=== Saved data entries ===
══════════════════════════════
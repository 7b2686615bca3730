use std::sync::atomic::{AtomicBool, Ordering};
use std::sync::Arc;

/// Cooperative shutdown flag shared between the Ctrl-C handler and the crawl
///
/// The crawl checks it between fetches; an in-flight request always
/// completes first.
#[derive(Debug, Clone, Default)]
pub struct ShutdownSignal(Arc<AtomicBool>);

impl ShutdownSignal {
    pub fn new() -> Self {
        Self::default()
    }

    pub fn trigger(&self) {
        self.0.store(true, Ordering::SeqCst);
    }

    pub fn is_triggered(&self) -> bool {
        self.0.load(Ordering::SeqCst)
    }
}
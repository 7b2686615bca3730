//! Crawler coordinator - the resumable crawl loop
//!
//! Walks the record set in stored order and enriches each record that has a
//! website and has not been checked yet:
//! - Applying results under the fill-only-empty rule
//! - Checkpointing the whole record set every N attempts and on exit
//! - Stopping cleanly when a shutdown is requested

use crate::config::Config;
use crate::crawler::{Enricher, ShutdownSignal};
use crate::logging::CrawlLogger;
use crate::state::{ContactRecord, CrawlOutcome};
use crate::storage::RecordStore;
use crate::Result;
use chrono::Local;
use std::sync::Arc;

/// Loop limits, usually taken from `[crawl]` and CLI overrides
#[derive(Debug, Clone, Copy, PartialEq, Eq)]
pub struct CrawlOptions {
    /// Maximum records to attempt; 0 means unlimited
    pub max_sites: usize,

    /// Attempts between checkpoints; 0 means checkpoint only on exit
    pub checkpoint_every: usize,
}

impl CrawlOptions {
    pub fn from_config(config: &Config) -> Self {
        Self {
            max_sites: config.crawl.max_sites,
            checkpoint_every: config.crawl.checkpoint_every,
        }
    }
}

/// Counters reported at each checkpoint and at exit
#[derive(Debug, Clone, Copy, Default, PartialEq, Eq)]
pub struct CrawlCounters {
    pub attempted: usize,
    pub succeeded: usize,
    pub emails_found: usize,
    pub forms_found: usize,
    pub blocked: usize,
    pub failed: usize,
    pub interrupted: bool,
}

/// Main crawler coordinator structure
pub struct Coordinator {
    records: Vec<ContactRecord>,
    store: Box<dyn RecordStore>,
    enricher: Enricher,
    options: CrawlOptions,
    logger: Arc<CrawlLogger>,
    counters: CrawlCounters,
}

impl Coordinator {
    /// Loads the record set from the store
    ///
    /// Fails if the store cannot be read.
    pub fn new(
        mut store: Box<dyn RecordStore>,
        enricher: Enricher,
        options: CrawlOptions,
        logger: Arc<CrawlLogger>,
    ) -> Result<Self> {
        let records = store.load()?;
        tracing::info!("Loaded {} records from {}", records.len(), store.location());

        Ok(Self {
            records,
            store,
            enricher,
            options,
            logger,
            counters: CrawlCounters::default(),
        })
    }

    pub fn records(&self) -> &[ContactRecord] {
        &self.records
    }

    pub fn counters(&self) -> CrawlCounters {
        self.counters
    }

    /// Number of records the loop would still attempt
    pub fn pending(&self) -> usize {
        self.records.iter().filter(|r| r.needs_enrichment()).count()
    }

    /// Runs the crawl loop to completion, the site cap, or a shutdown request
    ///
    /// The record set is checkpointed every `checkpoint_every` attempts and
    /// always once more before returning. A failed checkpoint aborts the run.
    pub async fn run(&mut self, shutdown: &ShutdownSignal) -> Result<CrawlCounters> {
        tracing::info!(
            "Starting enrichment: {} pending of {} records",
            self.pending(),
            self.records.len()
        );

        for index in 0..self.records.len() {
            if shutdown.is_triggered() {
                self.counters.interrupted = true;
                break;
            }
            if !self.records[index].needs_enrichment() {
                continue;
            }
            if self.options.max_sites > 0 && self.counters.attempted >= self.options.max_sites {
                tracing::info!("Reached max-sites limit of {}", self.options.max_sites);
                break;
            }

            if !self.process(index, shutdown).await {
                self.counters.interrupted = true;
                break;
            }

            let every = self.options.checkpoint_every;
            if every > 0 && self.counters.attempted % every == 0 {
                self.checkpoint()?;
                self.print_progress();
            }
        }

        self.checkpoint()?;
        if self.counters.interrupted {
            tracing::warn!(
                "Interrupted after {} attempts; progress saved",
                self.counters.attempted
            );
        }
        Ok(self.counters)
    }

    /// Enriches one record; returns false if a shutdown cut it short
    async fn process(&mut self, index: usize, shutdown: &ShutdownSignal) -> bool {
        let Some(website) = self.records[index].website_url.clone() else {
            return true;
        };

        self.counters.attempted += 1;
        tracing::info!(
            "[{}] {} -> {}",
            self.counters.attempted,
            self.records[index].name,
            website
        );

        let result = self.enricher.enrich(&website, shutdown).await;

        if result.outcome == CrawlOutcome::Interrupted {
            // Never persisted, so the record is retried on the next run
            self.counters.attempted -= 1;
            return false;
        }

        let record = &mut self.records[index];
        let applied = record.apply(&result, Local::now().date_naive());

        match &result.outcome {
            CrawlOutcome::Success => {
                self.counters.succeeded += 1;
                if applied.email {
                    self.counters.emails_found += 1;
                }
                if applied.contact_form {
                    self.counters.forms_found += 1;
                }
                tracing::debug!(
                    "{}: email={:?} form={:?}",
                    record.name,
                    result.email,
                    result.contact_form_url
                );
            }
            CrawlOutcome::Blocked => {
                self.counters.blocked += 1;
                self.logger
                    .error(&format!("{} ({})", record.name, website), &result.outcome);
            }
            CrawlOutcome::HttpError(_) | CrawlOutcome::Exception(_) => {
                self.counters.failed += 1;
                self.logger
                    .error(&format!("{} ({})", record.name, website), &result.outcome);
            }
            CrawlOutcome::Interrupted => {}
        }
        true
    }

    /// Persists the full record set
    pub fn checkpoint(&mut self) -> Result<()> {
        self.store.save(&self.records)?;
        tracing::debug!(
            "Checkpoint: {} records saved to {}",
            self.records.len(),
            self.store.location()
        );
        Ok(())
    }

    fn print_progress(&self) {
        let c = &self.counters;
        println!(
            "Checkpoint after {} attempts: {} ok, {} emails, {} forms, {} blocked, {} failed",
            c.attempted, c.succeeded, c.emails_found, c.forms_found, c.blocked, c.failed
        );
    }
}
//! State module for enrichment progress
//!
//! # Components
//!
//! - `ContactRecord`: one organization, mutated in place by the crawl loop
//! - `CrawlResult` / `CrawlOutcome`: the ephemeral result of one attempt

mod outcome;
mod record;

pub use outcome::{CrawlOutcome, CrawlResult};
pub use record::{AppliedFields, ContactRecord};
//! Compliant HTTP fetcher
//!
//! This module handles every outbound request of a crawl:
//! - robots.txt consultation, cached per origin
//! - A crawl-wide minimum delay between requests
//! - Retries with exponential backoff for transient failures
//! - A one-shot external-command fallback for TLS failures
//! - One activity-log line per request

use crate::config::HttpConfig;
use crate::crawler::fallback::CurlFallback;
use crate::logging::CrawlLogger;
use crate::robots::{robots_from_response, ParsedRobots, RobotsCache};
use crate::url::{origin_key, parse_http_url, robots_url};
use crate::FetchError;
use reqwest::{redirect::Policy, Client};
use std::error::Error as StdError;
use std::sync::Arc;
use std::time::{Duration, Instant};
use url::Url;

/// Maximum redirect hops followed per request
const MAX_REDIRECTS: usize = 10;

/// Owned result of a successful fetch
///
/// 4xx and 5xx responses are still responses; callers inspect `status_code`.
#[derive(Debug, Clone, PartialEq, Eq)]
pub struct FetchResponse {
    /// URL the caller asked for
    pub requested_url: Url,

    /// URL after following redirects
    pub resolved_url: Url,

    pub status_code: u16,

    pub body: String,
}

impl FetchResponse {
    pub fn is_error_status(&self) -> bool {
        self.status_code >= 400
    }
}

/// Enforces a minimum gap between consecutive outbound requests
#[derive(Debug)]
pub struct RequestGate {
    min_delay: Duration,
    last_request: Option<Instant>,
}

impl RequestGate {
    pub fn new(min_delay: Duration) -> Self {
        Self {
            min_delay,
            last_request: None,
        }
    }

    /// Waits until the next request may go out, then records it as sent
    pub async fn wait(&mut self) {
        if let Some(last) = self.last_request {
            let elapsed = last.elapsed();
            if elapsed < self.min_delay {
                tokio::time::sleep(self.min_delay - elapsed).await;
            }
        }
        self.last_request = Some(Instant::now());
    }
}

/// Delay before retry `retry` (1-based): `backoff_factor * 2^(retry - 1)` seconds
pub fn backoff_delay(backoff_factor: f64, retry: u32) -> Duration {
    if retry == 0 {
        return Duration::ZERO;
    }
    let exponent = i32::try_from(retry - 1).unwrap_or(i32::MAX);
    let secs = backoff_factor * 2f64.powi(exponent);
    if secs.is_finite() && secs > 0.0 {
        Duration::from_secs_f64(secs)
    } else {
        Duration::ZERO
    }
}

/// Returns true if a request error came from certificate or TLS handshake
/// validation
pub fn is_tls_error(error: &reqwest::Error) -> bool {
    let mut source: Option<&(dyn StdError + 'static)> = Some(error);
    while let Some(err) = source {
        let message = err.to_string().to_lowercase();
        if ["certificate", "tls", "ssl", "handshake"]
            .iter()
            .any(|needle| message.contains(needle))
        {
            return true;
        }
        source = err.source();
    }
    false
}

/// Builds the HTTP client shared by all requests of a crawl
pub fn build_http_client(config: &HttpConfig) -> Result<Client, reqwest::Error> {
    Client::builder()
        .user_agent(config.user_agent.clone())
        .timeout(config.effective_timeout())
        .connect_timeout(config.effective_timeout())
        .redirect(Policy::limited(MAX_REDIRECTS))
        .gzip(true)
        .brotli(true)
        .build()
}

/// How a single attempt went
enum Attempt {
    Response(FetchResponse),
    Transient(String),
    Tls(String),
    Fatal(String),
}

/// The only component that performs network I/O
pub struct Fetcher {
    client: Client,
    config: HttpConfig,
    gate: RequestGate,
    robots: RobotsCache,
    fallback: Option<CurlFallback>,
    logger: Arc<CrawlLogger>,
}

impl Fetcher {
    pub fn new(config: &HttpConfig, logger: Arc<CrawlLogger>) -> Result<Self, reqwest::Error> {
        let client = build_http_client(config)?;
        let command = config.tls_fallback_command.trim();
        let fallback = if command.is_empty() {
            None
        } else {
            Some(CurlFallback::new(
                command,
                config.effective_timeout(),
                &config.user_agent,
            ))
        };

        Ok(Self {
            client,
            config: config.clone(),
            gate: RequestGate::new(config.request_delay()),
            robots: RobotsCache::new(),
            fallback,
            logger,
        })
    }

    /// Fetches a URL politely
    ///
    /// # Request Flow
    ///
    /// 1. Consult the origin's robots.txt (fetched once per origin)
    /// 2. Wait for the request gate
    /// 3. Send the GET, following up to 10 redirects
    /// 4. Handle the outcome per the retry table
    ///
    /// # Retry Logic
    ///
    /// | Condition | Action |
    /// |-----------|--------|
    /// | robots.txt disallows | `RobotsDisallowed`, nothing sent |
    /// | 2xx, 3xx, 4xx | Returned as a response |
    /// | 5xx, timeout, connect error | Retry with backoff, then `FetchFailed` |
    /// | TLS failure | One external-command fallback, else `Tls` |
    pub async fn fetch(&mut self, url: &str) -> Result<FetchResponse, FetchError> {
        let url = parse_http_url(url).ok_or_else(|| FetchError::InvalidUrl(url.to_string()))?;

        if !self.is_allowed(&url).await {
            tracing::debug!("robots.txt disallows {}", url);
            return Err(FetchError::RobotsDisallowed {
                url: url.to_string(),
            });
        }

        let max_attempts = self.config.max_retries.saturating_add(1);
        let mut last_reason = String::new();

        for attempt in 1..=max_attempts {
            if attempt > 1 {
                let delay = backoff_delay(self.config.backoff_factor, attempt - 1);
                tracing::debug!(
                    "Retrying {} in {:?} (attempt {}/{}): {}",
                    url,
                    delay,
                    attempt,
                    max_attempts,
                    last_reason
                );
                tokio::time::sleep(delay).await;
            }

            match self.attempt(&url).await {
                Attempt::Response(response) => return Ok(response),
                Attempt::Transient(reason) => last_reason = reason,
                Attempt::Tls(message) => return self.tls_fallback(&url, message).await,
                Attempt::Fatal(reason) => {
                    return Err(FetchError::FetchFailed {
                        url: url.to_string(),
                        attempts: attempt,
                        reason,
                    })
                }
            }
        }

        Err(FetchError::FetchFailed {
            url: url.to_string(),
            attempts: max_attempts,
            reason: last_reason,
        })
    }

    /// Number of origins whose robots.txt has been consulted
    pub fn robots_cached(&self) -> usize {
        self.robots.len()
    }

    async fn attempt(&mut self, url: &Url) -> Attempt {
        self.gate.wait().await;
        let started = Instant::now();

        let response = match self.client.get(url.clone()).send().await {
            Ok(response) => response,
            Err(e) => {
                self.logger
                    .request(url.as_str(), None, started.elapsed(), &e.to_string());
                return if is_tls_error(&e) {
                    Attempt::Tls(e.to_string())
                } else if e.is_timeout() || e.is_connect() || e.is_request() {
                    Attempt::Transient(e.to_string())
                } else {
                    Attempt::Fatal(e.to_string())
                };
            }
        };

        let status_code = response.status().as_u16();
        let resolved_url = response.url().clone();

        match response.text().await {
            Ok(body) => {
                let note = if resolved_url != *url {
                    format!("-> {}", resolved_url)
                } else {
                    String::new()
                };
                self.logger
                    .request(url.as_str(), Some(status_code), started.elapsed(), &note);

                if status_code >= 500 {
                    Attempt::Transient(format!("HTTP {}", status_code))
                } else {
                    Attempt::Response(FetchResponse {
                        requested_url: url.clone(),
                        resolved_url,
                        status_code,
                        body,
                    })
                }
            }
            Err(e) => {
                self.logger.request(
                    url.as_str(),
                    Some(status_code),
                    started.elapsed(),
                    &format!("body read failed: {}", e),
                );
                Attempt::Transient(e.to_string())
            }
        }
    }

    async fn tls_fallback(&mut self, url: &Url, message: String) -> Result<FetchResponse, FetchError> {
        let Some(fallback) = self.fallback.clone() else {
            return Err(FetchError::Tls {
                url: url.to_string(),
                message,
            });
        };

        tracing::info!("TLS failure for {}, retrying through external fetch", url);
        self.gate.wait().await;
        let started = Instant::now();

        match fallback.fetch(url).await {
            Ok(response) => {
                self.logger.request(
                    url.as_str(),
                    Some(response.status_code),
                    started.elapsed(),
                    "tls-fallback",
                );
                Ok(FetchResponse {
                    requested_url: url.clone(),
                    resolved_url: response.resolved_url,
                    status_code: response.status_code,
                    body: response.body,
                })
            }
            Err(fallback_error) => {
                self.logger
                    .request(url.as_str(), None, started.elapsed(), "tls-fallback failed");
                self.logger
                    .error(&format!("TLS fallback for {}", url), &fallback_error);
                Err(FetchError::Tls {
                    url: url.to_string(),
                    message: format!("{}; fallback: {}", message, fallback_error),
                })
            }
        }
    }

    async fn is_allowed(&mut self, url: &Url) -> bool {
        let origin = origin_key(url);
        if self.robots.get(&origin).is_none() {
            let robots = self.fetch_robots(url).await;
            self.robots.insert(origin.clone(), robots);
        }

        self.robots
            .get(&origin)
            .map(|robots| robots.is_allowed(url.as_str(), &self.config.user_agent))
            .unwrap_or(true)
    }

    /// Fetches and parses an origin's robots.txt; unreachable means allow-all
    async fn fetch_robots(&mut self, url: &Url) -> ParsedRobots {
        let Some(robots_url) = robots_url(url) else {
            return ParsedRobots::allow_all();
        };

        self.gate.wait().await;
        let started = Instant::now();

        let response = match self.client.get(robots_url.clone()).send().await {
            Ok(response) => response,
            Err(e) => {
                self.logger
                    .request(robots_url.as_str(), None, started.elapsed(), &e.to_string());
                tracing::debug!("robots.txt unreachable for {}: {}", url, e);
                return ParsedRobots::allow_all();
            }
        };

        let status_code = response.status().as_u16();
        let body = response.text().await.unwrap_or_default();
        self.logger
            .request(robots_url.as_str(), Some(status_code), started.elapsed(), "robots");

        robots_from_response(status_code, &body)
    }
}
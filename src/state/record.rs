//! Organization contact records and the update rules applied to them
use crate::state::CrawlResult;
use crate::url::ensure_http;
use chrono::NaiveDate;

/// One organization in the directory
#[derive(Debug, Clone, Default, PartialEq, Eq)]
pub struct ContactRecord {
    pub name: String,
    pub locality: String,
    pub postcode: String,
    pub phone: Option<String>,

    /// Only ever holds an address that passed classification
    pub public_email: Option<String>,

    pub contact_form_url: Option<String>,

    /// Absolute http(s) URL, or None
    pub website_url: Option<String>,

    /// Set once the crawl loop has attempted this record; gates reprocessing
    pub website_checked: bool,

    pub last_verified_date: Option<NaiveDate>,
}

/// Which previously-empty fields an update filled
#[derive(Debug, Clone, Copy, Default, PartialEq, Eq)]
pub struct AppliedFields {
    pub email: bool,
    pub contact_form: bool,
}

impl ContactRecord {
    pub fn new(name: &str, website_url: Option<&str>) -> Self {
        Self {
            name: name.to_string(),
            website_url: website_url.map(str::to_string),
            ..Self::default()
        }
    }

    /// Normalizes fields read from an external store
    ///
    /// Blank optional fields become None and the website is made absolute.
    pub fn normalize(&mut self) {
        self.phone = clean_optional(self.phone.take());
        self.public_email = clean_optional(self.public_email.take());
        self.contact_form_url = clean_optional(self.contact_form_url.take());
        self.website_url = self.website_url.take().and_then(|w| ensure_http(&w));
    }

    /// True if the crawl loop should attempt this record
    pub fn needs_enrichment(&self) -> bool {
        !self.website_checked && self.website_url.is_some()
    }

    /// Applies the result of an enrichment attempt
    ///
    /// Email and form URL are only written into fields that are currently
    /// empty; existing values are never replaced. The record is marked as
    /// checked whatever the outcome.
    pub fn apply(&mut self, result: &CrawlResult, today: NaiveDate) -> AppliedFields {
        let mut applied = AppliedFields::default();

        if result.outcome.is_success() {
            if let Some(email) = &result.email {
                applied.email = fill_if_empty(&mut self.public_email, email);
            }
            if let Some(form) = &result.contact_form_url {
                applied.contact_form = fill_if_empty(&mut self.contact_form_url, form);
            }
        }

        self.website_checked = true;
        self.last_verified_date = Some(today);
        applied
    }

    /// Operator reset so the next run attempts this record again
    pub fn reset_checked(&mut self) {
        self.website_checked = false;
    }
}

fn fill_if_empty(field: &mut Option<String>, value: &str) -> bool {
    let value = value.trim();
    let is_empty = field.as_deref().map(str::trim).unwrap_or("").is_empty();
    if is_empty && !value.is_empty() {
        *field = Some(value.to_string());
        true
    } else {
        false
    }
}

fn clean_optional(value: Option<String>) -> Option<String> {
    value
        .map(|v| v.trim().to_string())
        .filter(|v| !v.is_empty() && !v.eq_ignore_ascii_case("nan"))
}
══════════════════════════════
=== Exercise instructions ===
Transcribe each line of the data above, unaltered, from the one where "This module handles" appears to the one where "pub async fn wait(&mut" appears, inclusive of both.

=== Answer section ===
//! This module handles every outbound request of a crawl:
//! - robots.txt consultation, cached per origin
//! - A crawl-wide minimum delay between requests
//! - Retries with exponential backoff for transient failures
//! - A one-shot external-command fallback for TLS failures
//! - One activity-log line per request

use crate::config::HttpConfig;
use crate::crawler::fallback::CurlFallback;
use crate::logging::CrawlLogger;
use crate::robots::{robots_from_response, ParsedRobots, RobotsCache};
use crate::url::{origin_key, parse_http_url, robots_url};
use crate::FetchError;
use reqwest::{redirect::Policy, Client};
use std::error::Error as StdError;
use std::sync::Arc;
use std::time::{Duration, Instant};
use url::Url;

/// Maximum redirect hops followed per request
const MAX_REDIRECTS: usize = 10;

/// Owned result of a successful fetch
///
/// 4xx and 5xx responses are still responses; callers inspect `status_code`.
#[derive(Debug, Clone, PartialEq, Eq)]
pub struct FetchResponse {
    /// URL the caller asked for
    pub requested_url: Url,

    /// URL after following redirects
    pub resolved_url: Url,

    pub status_code: u16,

    pub body: String,
}

impl FetchResponse {
    pub fn is_error_status(&self) -> bool {
        self.status_code >= 400
    }
}

/// Enforces a minimum gap between consecutive outbound requests
#[derive(Debug)]
pub struct RequestGate {
    min_delay: Duration,
    last_request: Option<Instant>,
}

impl RequestGate {
    pub fn new(min_delay: Duration) -> Self {
        Self {
            min_delay,
            last_request: None,
        }
    }

    /// Waits until the next request may go out, then records it as sent
    pub async fn wait(&mut self) {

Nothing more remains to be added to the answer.